3. D'ANCIENNES UTILISATIONS DE LA PERSPECTIVE FORCÉE LA PERSPECTIVE FORCÉE AU CINÉMA La perspective forcée est un procédé qui, depuis Méliès, a souvent été utilisé au cinéma, afin de s'épargner la construction de décors gigantesques et dispendieux. Nous allons voir deux techniques différentes. La première technique rappellera de nombreux souvenirs à ceux qui ont eu le bonheur de connaître l'unique chaîne en noir et blanc de la défunte O.R.T.F. Les programmes de l'époque n'étaient pas calés à la seconde près mais, parfois, à la demi-heure. Pour remplir ces blancs, nous avions alors droit aux interludes (champs de fleurs sous le vent sur fond de musique classique), ou alors au Petit train de la mémoire de Maurice Brunot. Un rébus s'affichait sur les wagons d'un train miniature, qui parcourait les différentes régions françaises, en s'insérant parfaitement dans le paysage réel. Pour ce faire, le train était posé à l'arrière d'un support qui était recouvert des mêmes matières minérales et végétales que celles du paysage qu'il traversait. Il suffisait ensuite de trouver le point de vue exact sous lequel le décor miniature semblerait conjoint au paysage réel.
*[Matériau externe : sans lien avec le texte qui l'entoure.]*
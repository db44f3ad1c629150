use crate::{
    api::routes::{calculate, get_competitions, health},
    config::Settings,
    domain::{CompetitionLister, OddsCalculator},
    infra::platform::{Platform, PlatformClient},
};
use anyhow::anyhow;
use axum::{
    body::Body,
    extract::{connect_info::IntoMakeServiceWithConnectInfo, ConnectInfo, Request},
    http::{Extensions, HeaderValue},
    middleware::{self, AddExtension, Next},
    response::IntoResponse,
    routing::get,
    serve::Serve,
    Router,
};
use hyper::{
    header::{ACCEPT, CONTENT_TYPE},
    Method,
};
use log::{error, info, warn};
use reqwest_middleware::{
    reqwest::{self, Client, Url},
    ClientBuilder, ClientWithMiddleware, Middleware,
};
use std::sync::Arc;
use std::{net::SocketAddr, str::FromStr};
use tokio::net::TcpListener;
use tokio::select;
use tokio::signal::unix::{signal, SignalKind};
use tower_http::cors::{AllowOrigin, CorsLayer};

pub struct Application {
    server: Serve<
        TcpListener,
        IntoMakeServiceWithConnectInfo<Router, SocketAddr>,
        AddExtension<Router, ConnectInfo<SocketAddr>>,
    >,
}

impl Application {
    pub async fn build(config: Settings) -> Result<Self, anyhow::Error> {
        let address = format!(
            "{}:{}",
            config.api_settings.domain, config.api_settings.port
        );
        let listener = SocketAddr::from_str(&address)?;
        let app_state = build_app(config.clone())?;
        let server = build_server(listener, app_state, config.api_settings.origins).await?;
        Ok(Self { server })
    }

    pub async fn run_until_stopped(self) -> Result<(), anyhow::Error> {
        info!("Starting server...");
        match self.server.with_graceful_shutdown(shutdown_signal()).await {
            Ok(_) => {
                info!("Shutdown complete");
                Ok(())
            }
            Err(e) => {
                error!("Server shutdown error: {}", e);
                Err(anyhow!("Error during server shutdown: {}", e))
            }
        }
    }
}

#[derive(Clone)]
pub struct AppState {
    pub competitions: Arc<CompetitionLister>,
    pub calculator: Arc<OddsCalculator>,
}

impl AppState {
    pub fn new(platform: Arc<dyn Platform>) -> Self {
        Self {
            competitions: Arc::new(CompetitionLister::new(platform.clone())),
            calculator: Arc::new(OddsCalculator::new(platform)),
        }
    }
}

pub fn build_app(config: Settings) -> Result<AppState, anyhow::Error> {
    let base_url = Url::parse(&config.platform_settings.base_url)
        .map_err(|e| anyhow!("Failed to parse platform url: {}", e))?;
    let platform = PlatformClient::new(
        build_reqwest_client(),
        &base_url,
        &config.platform_settings.origin,
    );
    info!("Platform client configured for {}", base_url);

    Ok(AppState::new(Arc::new(platform)))
}

pub async fn build_server(
    socket_addr: SocketAddr,
    app_state: AppState,
    origins: Vec<String>,
) -> Result<
    Serve<
        TcpListener,
        IntoMakeServiceWithConnectInfo<Router, SocketAddr>,
        AddExtension<Router, ConnectInfo<SocketAddr>>,
    >,
    anyhow::Error,
> {
    let listener = TcpListener::bind(socket_addr).await?;

    info!("Setting up service");
    let app = app(app_state, origins);
    let server = axum::serve(
        listener,
        app.into_make_service_with_connect_info::<SocketAddr>(),
    );
    info!(
        "Service running @: http://{}:{}",
        socket_addr.ip(),
        socket_addr.port()
    );
    Ok(server)
}

pub fn app(app_state: AppState, origins: Vec<String>) -> Router {
    let origins: Vec<HeaderValue> = origins
        .into_iter()
        .filter_map(|origin| origin.parse().ok())
        .collect();

    let cors = CorsLayer::new()
        .allow_methods([Method::GET, Method::OPTIONS])
        .allow_headers([ACCEPT, CONTENT_TYPE])
        .allow_origin(AllowOrigin::list(origins));

    Router::new()
        .route("/api/health_check", get(health))
        .route("/api/competitions", get(get_competitions))
        .route("/api/calculate", get(calculate))
        .layer(middleware::from_fn(log_request))
        .with_state(Arc::new(app_state))
        .layer(cors)
}

async fn log_request(request: Request<Body>, next: Next) -> impl IntoResponse {
    let now = time::OffsetDateTime::now_utc();
    let path = request
        .uri()
        .path_and_query()
        .map(|p| p.as_str().to_owned())
        .unwrap_or_default();
    info!(target: "http_request","new request, {} {}", request.method().as_str(), path);

    let response = next.run(request).await;
    let response_time = time::OffsetDateTime::now_utc() - now;
    info!(target: "http_response", "response, code: {}, time: {}", response.status().as_str(), response_time);

    response
}

/// Upstream http client. Requests are logged but never retried.
pub fn build_reqwest_client() -> ClientWithMiddleware {
    ClientBuilder::new(Client::new())
        .with(LoggingMiddleware)
        .build()
}

struct LoggingMiddleware;

#[async_trait::async_trait]
impl Middleware for LoggingMiddleware {
    async fn handle(
        &self,
        req: reqwest::Request,
        extensions: &mut Extensions,
        next: reqwest_middleware::Next<'_>,
    ) -> reqwest_middleware::Result<reqwest::Response> {
        let method = req.method().clone();
        let url = req.url().clone();

        info!("Making {} request to: {}", method, url);

        let result = next.run(req, extensions).await;

        match &result {
            Ok(response) => {
                info!("{} {} -> Status: {}", method, url, response.status());
            }
            Err(error) => {
                warn!("{} {} -> Error: {:?}", method, url, error);
            }
        }

        result
    }
}

async fn shutdown_signal() {
    let mut sigint = signal(SignalKind::interrupt()).expect("Failed to install SIGINT handler");
    let mut sigterm = signal(SignalKind::terminate()).expect("Failed to install SIGTERM handler");

    select! {
        _ = sigint.recv() => info!("Received SIGINT signal"),
        _ = sigterm.recv() => info!("Received SIGTERM signal"),
    }
}
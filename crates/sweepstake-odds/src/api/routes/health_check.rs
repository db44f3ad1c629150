use axum::http::StatusCode;
use log::debug;

/// Liveness only, the upstream platform is not contacted
pub async fn health() -> StatusCode {
    debug!("service is up");
    StatusCode::OK
}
C'est ainsi, que l'image présentée ci-dessus ne correspond pas à la réalité spatiale de ses éléments constitutifs. Les rochers de la côte bretonne ne sont pas situés de l'autre coté de la voie ferrée, mais à plusieurs dizaines ou centaines de mètres. Quant aux deux rochers posés au premier plan, vous n'avez là au mieux que cailloux et au pire que galets. Un second procédé a souvent été utilisé pour réaliser des perspectives forcées au cinéma. Les glaces peintes ou verres peints sont des images translucides qui viennent se placer dans le champ de la caméra afin de simuler des espaces, des décors, des bâtiments qu'il aurait été trop coûteux, voire même impossible, de réaliser avec les techniques traditionnelles. Dans The Life and Death of Colonel Blimp, réalisé en 1943 par Michael Powell & Emeric Pressburger, certaines scènes du film utilisent cette technique.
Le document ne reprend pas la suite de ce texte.